--- Brief ---
Everything from the line holding "target's canonical path." through the last line below is needed; please reproduce those lines exactly, adding nothing.

--- Data records ---
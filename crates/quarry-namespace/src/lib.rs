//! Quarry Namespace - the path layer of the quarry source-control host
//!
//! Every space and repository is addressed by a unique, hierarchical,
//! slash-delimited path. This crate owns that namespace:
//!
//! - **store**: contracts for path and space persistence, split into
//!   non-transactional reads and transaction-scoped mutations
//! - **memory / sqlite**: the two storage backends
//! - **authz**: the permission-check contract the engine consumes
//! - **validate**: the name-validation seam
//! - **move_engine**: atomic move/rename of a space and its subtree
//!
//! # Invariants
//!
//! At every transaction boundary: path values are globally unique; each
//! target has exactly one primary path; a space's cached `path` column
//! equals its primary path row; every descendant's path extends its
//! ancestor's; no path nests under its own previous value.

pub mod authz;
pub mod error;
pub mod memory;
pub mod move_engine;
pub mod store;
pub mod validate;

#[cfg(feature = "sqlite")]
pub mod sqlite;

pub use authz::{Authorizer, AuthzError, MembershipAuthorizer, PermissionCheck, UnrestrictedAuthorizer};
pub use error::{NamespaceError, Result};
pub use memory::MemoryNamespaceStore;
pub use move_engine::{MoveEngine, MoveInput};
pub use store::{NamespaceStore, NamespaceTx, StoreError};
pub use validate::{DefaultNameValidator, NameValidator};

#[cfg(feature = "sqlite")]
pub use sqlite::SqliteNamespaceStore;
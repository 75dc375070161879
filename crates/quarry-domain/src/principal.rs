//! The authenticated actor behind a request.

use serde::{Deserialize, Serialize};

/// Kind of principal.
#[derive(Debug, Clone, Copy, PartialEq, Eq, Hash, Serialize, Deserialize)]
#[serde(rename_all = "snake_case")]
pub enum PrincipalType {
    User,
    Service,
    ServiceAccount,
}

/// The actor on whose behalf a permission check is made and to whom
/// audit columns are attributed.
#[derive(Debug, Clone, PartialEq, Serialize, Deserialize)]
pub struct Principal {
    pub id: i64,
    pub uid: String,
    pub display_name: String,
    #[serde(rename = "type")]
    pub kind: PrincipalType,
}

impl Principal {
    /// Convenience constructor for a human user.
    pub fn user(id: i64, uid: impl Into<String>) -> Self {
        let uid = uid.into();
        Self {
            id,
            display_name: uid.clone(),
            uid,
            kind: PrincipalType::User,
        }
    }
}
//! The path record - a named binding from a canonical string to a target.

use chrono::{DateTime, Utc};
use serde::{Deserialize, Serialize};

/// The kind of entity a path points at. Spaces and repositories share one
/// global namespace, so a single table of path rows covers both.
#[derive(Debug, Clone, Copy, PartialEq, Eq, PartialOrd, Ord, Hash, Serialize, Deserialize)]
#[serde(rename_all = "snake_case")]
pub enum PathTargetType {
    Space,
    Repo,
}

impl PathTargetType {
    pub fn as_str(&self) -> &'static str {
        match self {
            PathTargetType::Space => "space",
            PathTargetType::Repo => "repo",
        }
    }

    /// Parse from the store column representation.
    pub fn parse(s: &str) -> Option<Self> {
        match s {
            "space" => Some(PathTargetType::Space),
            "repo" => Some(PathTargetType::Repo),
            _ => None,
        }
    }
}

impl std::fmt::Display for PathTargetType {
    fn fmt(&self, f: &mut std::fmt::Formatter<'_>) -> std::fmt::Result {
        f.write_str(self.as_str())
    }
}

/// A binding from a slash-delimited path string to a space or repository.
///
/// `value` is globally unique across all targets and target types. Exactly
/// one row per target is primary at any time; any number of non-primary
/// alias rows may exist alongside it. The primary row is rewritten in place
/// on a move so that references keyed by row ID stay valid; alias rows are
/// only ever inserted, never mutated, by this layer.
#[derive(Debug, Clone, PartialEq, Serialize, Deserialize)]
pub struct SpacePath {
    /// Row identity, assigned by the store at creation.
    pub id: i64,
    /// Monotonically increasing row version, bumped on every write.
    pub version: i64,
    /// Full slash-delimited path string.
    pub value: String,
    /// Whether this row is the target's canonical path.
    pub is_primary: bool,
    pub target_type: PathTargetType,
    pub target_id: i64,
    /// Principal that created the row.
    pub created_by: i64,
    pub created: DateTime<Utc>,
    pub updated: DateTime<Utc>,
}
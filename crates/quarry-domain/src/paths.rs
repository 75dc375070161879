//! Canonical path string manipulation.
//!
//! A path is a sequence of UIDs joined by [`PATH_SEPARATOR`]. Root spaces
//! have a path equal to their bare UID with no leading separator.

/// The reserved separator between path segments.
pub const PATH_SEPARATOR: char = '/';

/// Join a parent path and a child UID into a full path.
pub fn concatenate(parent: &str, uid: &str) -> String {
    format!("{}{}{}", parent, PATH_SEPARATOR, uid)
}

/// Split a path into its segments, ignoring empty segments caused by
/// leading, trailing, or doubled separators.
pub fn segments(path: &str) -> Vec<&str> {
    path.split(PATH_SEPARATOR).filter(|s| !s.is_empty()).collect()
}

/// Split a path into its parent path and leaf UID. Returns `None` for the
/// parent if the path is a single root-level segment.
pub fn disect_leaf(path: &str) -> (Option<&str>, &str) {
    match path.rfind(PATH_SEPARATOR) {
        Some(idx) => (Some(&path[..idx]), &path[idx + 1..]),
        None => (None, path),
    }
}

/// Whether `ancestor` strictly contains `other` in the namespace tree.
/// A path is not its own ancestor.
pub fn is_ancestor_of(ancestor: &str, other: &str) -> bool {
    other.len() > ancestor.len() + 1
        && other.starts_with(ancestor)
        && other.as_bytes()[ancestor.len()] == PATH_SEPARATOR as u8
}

--- Task output ---
    /// Whether this row is the target's canonical path.
    pub is_primary: bool,
    pub target_type: PathTargetType,
    pub target_id: i64,
    /// Principal that created the row.
    pub created_by: i64,
    pub created: DateTime<Utc>,
    pub updated: DateTime<Utc>,
}
filename crates/quarry-domain/src/paths.rs
repository 75dc375070161879
//! Canonical path string manipulation.
//!
//! A path is a sequence of UIDs joined by [`PATH_SEPARATOR`]. Root spaces
//! have a path equal to their bare UID with no leading separator.

/// The reserved separator between path segments.
pub const PATH_SEPARATOR: char = '/';

/// Join a parent path and a child UID into a full path.
pub fn concatenate(parent: &str, uid: &str) -> String {
    format!("{}{}{}", parent, PATH_SEPARATOR, uid)
}

/// Split a path into its segments, ignoring empty segments caused by
/// leading, trailing, or doubled separators.
pub fn segments(path: &str) -> Vec<&str> {
    path.split(PATH_SEPARATOR).filter(|s| !s.is_empty()).collect()
}

/// Split a path into its parent path and leaf UID. Returns `None` for the
/// parent if the path is a single root-level segment.
pub fn disect_leaf(path: &str) -> (Option<&str>, &str) {
    match path.rfind(PATH_SEPARATOR) {
        Some(idx) => (Some(&path[..idx]), &path[idx + 1..]),
        None => (None, path),
    }
}

/// Whether `ancestor` strictly contains `other` in the namespace tree.
/// A path is not its own ancestor.
pub fn is_ancestor_of(ancestor: &str, other: &str) -> bool {
    other.len() > ancestor.len() + 1
        && other.starts_with(ancestor)
        && other.as_bytes()[ancestor.len()] == PATH_SEPARATOR as u8
}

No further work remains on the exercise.